前に向き直るとやっぱり笑みを浮かべているマスターと目が合う。
「ご、ごめんなさい」
「いや、気にしないでいい。私も黙っていたからね」
「言ってくれればよかったのに」
「涼んでいくくらいは構わないよ。それに、注文を受けたらどちらにせよ説明しなくちゃいけないと思ったからね」
「なんで?」
「ドリンクはまだしも料理は殆ど提供できない状況だからね。特にケーキなんてそのフルーツタルトしか残ってなかった。それを君がドンピシャで注文したことが面白くて、ネタばらしをついつい先伸ばしにしてしまったよ」
「ふぅーん」
「気を悪くさせたかな」
「んーん、全然。悪いの私だし」
「さっきも言ったけど気にせずのんびりしていってくれて構わないよ。誰かと待ち合わせってところかい」
「そんなとこ。六時まで部活なんだってー」
「彼氏かい?」
「ううん。違う違うーーって、あー。彼氏がいるのに他の男子と二人で会うって駄目かな」
今まではなんとなく避けていたけど。
「駄目とは言わないけど嫉妬はするかもしれないね」
「そっかー」
私なんか彼氏が女子と二人でいても全然平気なんだけどなぁ。そりゃあ家とかホテルで二人きりってなるとまた違ってくるけどさ。独占欲って自分に自信がない人ほど強いものだと思うし。
フルーツタルトを一口食べる。サクサクのタルト生地が最高だ。
「あのさー、店長」
「なんだい」
「店長って結婚してるの?」
「いや、独身だよ」
「彼女は?」
「いないね」
「じゃあもしも付き合ってる人がいるとします。ちゃんと妄想してね。

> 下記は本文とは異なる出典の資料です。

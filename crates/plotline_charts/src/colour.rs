use serde::{Deserialize, Serialize};

use plotline_paint::{Color, FillStyle, GradientStop, LinearGradient, Size, UnitPoint};

/// Colour specification for a series: a solid colour or a linear gradient
/// built from a colour list or a stop list.
///
/// Gradient anchors are optional; a gradient without both anchors cannot be
/// drawn and the series is skipped for that pass.
#[derive(Clone, Debug, PartialEq, Serialize, Deserialize)]
#[serde(tag = "type", rename_all = "snake_case")]
pub enum ColourStyle {
    Colour {
        colour: Color,
    },
    GradientColours {
        colours: Vec<Color>,
        #[serde(default)]
        start: Option<UnitPoint>,
        #[serde(default)]
        end: Option<UnitPoint>,
    },
    GradientStops {
        stops: Vec<GradientStop>,
        #[serde(default)]
        start: Option<UnitPoint>,
        #[serde(default)]
        end: Option<UnitPoint>,
    },
}

impl ColourStyle {
    pub fn solid(colour: Color) -> Self {
        ColourStyle::Colour { colour }
    }

    pub fn gradient_colours(colours: Vec<Color>, start: UnitPoint, end: UnitPoint) -> Self {
        ColourStyle::GradientColours {
            colours,
            start: Some(start),
            end: Some(end),
        }
    }

    pub fn gradient_stops(stops: Vec<GradientStop>, start: UnitPoint, end: UnitPoint) -> Self {
        ColourStyle::GradientStops {
            stops,
            start: Some(start),
            end: Some(end),
        }
    }

    /// Paint source for a frame of `size`, or `None` when a gradient is
    /// missing its colours, its stops or either anchor.
    pub fn fill_style(&self, size: Size) -> Option<FillStyle> {
        match self {
            ColourStyle::Colour { colour } => Some(FillStyle::Color(*colour)),
            ColourStyle::GradientColours {
                colours,
                start: Some(start),
                end: Some(end),
            } if !colours.is_empty() => Some(FillStyle::Gradient(LinearGradient::from_colors(
                colours,
                start.resolve(size),
                end.resolve(size),
            ))),
            ColourStyle::GradientStops {
                stops,
                start: Some(start),
                end: Some(end),
            } if !stops.is_empty() => Some(FillStyle::Gradient(LinearGradient::from_stops(
                stops,
                start.resolve(size),
                end.resolve(size),
            ))),
            _ => None,
        }
    }

    /// The swatch shown in a legend. Gradients always run leading to
    /// trailing there, whatever anchors the series is drawn with.
    pub fn legend_swatch(&self) -> Option<ColourStyle> {
        match self {
            ColourStyle::Colour { colour } => Some(ColourStyle::solid(*colour)),
            ColourStyle::GradientColours { colours, .. } if !colours.is_empty() => Some(
                ColourStyle::gradient_colours(colours.clone(), UnitPoint::LEADING, UnitPoint::TRAILING),
            ),
            ColourStyle::GradientStops { stops, .. } if !stops.is_empty() => Some(
                ColourStyle::gradient_stops(stops.clone(), UnitPoint::LEADING, UnitPoint::TRAILING),
            ),
            _ => None,
        }
    }

    /// Bit pattern of the whole specification, usable as a hash key.
    pub fn key_bits(&self) -> Vec<u32> {
        fn anchors(bits: &mut Vec<u32>, start: &Option<UnitPoint>, end: &Option<UnitPoint>) {
            for anchor in [start, end] {
                match anchor {
                    Some(p) => {
                        bits.push(1);
                        bits.extend(p.to_bits());
                    }
                    None => bits.push(0),
                }
            }
        }

        let mut bits = Vec::new();
        match self {
            ColourStyle::Colour { colour } => {
                bits.push(0);
                bits.extend(colour.to_bits());
            }
            ColourStyle::GradientColours { colours, start, end } => {
                bits.extend([1, colours.len() as u32]);
                for c in colours {
                    bits.extend(c.to_bits());
                }
                anchors(&mut bits, start, end);
            }
            ColourStyle::GradientStops { stops, start, end } => {
                bits.extend([2, stops.len() as u32]);
                for s in stops {
                    bits.extend(s.color.to_bits());
                    bits.push(s.offset.to_bits());
                }
                anchors(&mut bits, start, end);
            }
        }
        bits
    }
}

impl Default for ColourStyle {
    fn default() -> Self {
        ColourStyle::solid(Color::rgb(1.0, 0.23, 0.19))
    }
}

impl From<Color> for ColourStyle {
    fn from(colour: Color) -> Self {
        ColourStyle::solid(colour)
    }
}

/// Per-point colour override
#[derive(Clone, Copy, Debug, PartialEq, Serialize, Deserialize)]
pub struct PointColour {
    pub border: Color,
    pub fill: Color,
}

impl PointColour {
    pub const fn new(border: Color, fill: Color) -> Self {
        Self { border, fill }
    }
}

#[cfg(test)]
mod tests {
    use super::*;
    use plotline_paint::Point;

    const SIZE: Size = Size::new(200.0, 100.0);

    #[test]
    fn solid_always_resolves() {
        assert_eq!(
            ColourStyle::solid(Color::RED).fill_style(SIZE),
            Some(FillStyle::Color(Color::RED))
        );
    }

    #[test]
    fn gradient_anchors_resolve_against_frame() {
        let style = ColourStyle::gradient_colours(
            vec![Color::RED, Color::BLUE],
            UnitPoint::TOP,
            UnitPoint::BOTTOM,
        );
        let Some(FillStyle::Gradient(g)) = style.fill_style(SIZE) else {
            panic!("expected a gradient");
        };
        assert_eq!(g.start, Point::new(100.0, 0.0));
        assert_eq!(g.end, Point::new(100.0, 100.0));
        assert_eq!(g.stops.len(), 2);
    }

    #[test]
    fn gradient_without_anchor_does_not_resolve() {
        let style = ColourStyle::GradientStops {
            stops: vec![GradientStop::new(Color::RED, 0.0)],
            start: Some(UnitPoint::LEADING),
            end: None,
        };
        assert_eq!(style.fill_style(SIZE), None);

        let empty = ColourStyle::gradient_colours(Vec::new(), UnitPoint::LEADING, UnitPoint::TRAILING);
        assert_eq!(empty.fill_style(SIZE), None);
    }

    #[test]
    fn legend_swatch_normalises_anchors() {
        let stops = vec![GradientStop::new(Color::RED, 0.0), GradientStop::new(Color::BLUE, 1.0)];
        let style = ColourStyle::gradient_stops(stops.clone(), UnitPoint::TOP, UnitPoint::BOTTOM);
        assert_eq!(
            style.legend_swatch(),
            Some(ColourStyle::gradient_stops(stops, UnitPoint::LEADING, UnitPoint::TRAILING))
        );

        let no_anchors = ColourStyle::GradientColours {
            colours: vec![Color::GREEN],
            start: None,
            end: None,
        };
        assert_eq!(
            no_anchors.legend_swatch(),
            Some(ColourStyle::gradient_colours(
                vec![Color::GREEN],
                UnitPoint::LEADING,
                UnitPoint::TRAILING
            ))
        );
    }

    #[test]
    fn deserializes_tagged_specs() {
        let style: ColourStyle = toml::from_str(
            "type = \"gradient_colours\"\ncolours = [\"#ff0000\", \"#0000ff\"]\nstart = { x = 0.0, y = 0.5 }",
        )
        .unwrap();
        assert!(matches!(
            style,
            ColourStyle::GradientColours { ref colours, start: Some(_), end: None } if colours.len() == 2
        ));
    }
}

彼女は可愛くて良い子で、店長はベタ惚れです」
「あぁ、オーケー」
「ある日、その人に別れを切り出されます」
「いきなり落としてきたね」
「どんな風に言われたらスッと身を引けますか」
復縁メールなんかを見るに今までの断り方だとどうにも尾を引いてしまうみたいだし。
マスターは作業の手を止めてしばらく思案顔をした後に私を見て口を開いた。
「言葉はあまり関係ないんじゃないかな。相手が別れたいっていうならスッと身を引けるとは思うけど、それでもやっぱりベタ惚れしていた気持ちが消えるかっていうとそうでもないからね」
「やっぱそうなのかなー。あ、紅茶おかわりしてもいい?」
「もちろん」
空っぽになったカップをカウンターに置くと、マスターは笑みを見せてからティーポットを持ってきて注いでくれた。
「彼氏と上手くいってないのかい」
「うん、まぁねー。もう別れた方がいいんだろうなぁとは思うんだけど、私の経験上、今の彼氏ってあっさり身を引いてくれないタイプなんだよね」
「身を引くっていうのは別れを切り出される側としてはなかなか難しいことだと思うよ。切り出す側と違って、まだ相手への想いが確かに残っているわけだからね」
「ふーん」想像もつかない。
「個人的に諦めがつきやすい言葉は『好きな人が出来た』とかだけどね」
「えー、そうなの? 嫉妬しちゃわない?」
「そりゃあするかもしれないけど、それでももう可能性がないっていうことがハッキリ分かるだろう?」
「んー……」
今まで何人かそれでふってるけど復縁を迫ってくる人はいたしなぁ。やっぱり性格次第なのかな。
「でも好きな人とかいないし……」
「今から会う男の子は?」
「えー? ないない。中学生だし。私年下には興味ないもん」
「そのくらいの年の差なら大人になれば気にもならないさ」
「仮に付き合ったとしても大人になるまで続くとも思えないし」
「それじゃあ逆に考えてみたらどうだい」
「逆って?」
「人から探していくんじゃなくて条件から探すってことさ」
「年収一千万オーバーとか?」
マスターは苦笑する。
「婚活じゃないしとりあえずお金のことは置いておこう」
「りょーかい」
「『大人になっても付き合えそうな人』と考えて思い当たる人はいないのかい」
「んー……。いるにはいるけど女の子だし」
マスターは「はは」と笑う。
「まぁ学生のうちは色んな人と付き合ってみるのも悪くはないと思うよ。その方が将来本当に気の合う人と出会った時に自分の気持ちにすんなり気付けるんじゃないかな。長年誰のことも想わずに生きているとそういう気持ちには鈍感になるものだしね」
「なんか経験談っぽいですなぁ」
「はは。まぁそうなのかもしれないね」
「んー、でもねぇ、もう色んな人と付き合うのは卒業する頃かなぁって」
「そんなにたくさんの人と付き合ったのかい?」
「まぁねー」
人数まで言う気はないけど。きっと引かれちゃうし。
「私もちょっと前までそれでいいって思ってたんだけど、なんか違うなーって。もっと……なんていうか、長く付き合いたい……は、ちょっと違う気がするな。んー……。なんだろ。よく分かんない」
「ずっと好きでいられる、自分のことを好きでいてくれる相手が欲しいっていうことじゃないのかい?」
「えー?」
「おかしくはないだろう? 老若男女問わず誰もが抱いている理想さ」
「ふぅん。そうなんだ」
誰かと付き合っている時に『ずっと』とか『一生』とかそういうことを考えたことは一度もなかった。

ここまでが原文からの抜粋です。